▼

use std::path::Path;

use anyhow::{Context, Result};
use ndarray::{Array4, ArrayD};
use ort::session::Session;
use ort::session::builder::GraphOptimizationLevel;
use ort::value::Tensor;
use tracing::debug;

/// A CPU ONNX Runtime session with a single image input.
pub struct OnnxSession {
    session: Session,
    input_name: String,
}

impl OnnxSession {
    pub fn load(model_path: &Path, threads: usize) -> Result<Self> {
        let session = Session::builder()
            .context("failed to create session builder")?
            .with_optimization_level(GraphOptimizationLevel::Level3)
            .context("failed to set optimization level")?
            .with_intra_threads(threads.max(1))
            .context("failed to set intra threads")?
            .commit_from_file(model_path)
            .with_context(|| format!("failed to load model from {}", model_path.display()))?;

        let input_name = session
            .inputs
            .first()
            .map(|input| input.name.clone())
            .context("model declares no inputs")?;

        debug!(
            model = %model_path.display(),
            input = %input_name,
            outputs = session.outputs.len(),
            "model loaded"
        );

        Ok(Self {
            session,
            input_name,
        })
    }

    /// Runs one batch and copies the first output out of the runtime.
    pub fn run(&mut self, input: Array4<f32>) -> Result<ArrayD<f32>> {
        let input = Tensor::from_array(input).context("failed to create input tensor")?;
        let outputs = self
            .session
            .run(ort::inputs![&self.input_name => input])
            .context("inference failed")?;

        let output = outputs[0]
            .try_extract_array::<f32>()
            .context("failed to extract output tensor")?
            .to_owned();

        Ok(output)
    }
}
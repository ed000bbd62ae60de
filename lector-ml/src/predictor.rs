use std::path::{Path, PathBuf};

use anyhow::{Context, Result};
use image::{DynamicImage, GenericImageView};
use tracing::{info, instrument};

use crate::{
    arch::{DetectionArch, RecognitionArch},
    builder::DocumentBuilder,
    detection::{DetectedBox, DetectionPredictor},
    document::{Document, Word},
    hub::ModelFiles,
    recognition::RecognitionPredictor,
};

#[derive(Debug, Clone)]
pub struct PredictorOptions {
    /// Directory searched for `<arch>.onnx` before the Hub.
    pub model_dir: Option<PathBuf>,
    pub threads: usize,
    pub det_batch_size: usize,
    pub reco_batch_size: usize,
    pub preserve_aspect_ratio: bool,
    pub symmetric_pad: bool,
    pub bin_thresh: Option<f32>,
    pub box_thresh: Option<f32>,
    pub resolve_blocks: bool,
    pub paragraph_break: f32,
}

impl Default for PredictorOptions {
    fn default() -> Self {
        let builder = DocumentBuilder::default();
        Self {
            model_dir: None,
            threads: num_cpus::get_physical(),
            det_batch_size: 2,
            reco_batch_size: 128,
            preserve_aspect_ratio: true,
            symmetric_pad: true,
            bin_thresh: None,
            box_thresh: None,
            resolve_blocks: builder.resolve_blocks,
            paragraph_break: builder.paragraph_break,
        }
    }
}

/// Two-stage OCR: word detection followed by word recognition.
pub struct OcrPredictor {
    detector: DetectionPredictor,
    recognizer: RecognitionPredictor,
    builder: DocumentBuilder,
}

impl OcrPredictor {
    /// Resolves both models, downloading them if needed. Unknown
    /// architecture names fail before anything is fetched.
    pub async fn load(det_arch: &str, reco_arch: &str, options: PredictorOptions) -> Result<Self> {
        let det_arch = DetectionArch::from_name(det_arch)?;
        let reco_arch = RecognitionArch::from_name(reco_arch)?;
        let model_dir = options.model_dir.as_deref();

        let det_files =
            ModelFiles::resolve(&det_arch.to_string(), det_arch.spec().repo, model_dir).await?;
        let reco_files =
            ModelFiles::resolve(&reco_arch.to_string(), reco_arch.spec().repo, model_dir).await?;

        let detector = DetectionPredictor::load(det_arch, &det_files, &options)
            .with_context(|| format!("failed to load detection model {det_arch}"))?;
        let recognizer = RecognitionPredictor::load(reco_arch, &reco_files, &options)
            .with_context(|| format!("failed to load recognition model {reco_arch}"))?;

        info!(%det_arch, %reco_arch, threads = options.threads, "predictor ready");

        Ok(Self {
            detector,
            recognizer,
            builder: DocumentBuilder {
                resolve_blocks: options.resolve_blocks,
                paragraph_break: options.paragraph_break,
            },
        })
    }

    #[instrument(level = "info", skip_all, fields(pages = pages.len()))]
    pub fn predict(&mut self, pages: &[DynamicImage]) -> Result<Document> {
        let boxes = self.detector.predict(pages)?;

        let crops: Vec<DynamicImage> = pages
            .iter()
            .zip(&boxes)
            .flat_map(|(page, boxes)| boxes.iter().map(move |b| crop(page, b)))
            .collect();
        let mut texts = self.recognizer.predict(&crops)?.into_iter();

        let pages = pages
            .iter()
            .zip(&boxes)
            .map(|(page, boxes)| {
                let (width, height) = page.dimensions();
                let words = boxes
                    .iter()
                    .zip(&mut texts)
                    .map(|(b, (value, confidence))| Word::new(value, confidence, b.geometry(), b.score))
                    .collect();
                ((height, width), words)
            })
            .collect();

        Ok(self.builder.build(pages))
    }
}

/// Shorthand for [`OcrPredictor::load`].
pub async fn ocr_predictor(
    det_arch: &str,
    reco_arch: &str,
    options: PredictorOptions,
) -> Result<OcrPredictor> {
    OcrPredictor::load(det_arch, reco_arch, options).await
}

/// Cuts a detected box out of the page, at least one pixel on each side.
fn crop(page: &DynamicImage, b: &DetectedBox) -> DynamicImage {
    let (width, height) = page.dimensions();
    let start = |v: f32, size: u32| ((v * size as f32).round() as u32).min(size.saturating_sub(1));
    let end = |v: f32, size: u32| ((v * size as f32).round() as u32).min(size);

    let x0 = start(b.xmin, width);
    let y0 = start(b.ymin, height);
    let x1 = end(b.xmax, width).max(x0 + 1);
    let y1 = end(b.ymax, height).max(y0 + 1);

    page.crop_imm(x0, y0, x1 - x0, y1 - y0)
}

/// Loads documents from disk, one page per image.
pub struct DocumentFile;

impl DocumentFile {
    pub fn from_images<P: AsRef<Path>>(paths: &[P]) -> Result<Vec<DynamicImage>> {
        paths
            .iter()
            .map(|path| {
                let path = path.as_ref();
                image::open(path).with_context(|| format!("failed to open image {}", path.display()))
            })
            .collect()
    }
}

▲

## [Task brief]
Look for the string "detector" in the data above and return every line that has it.

## [Problem solution]
    detector: DetectionPredictor,
        let detector = DetectionPredictor::load(det_arch, &det_files, &options)
            detector,
        let boxes = self.detector.predict(pages)?;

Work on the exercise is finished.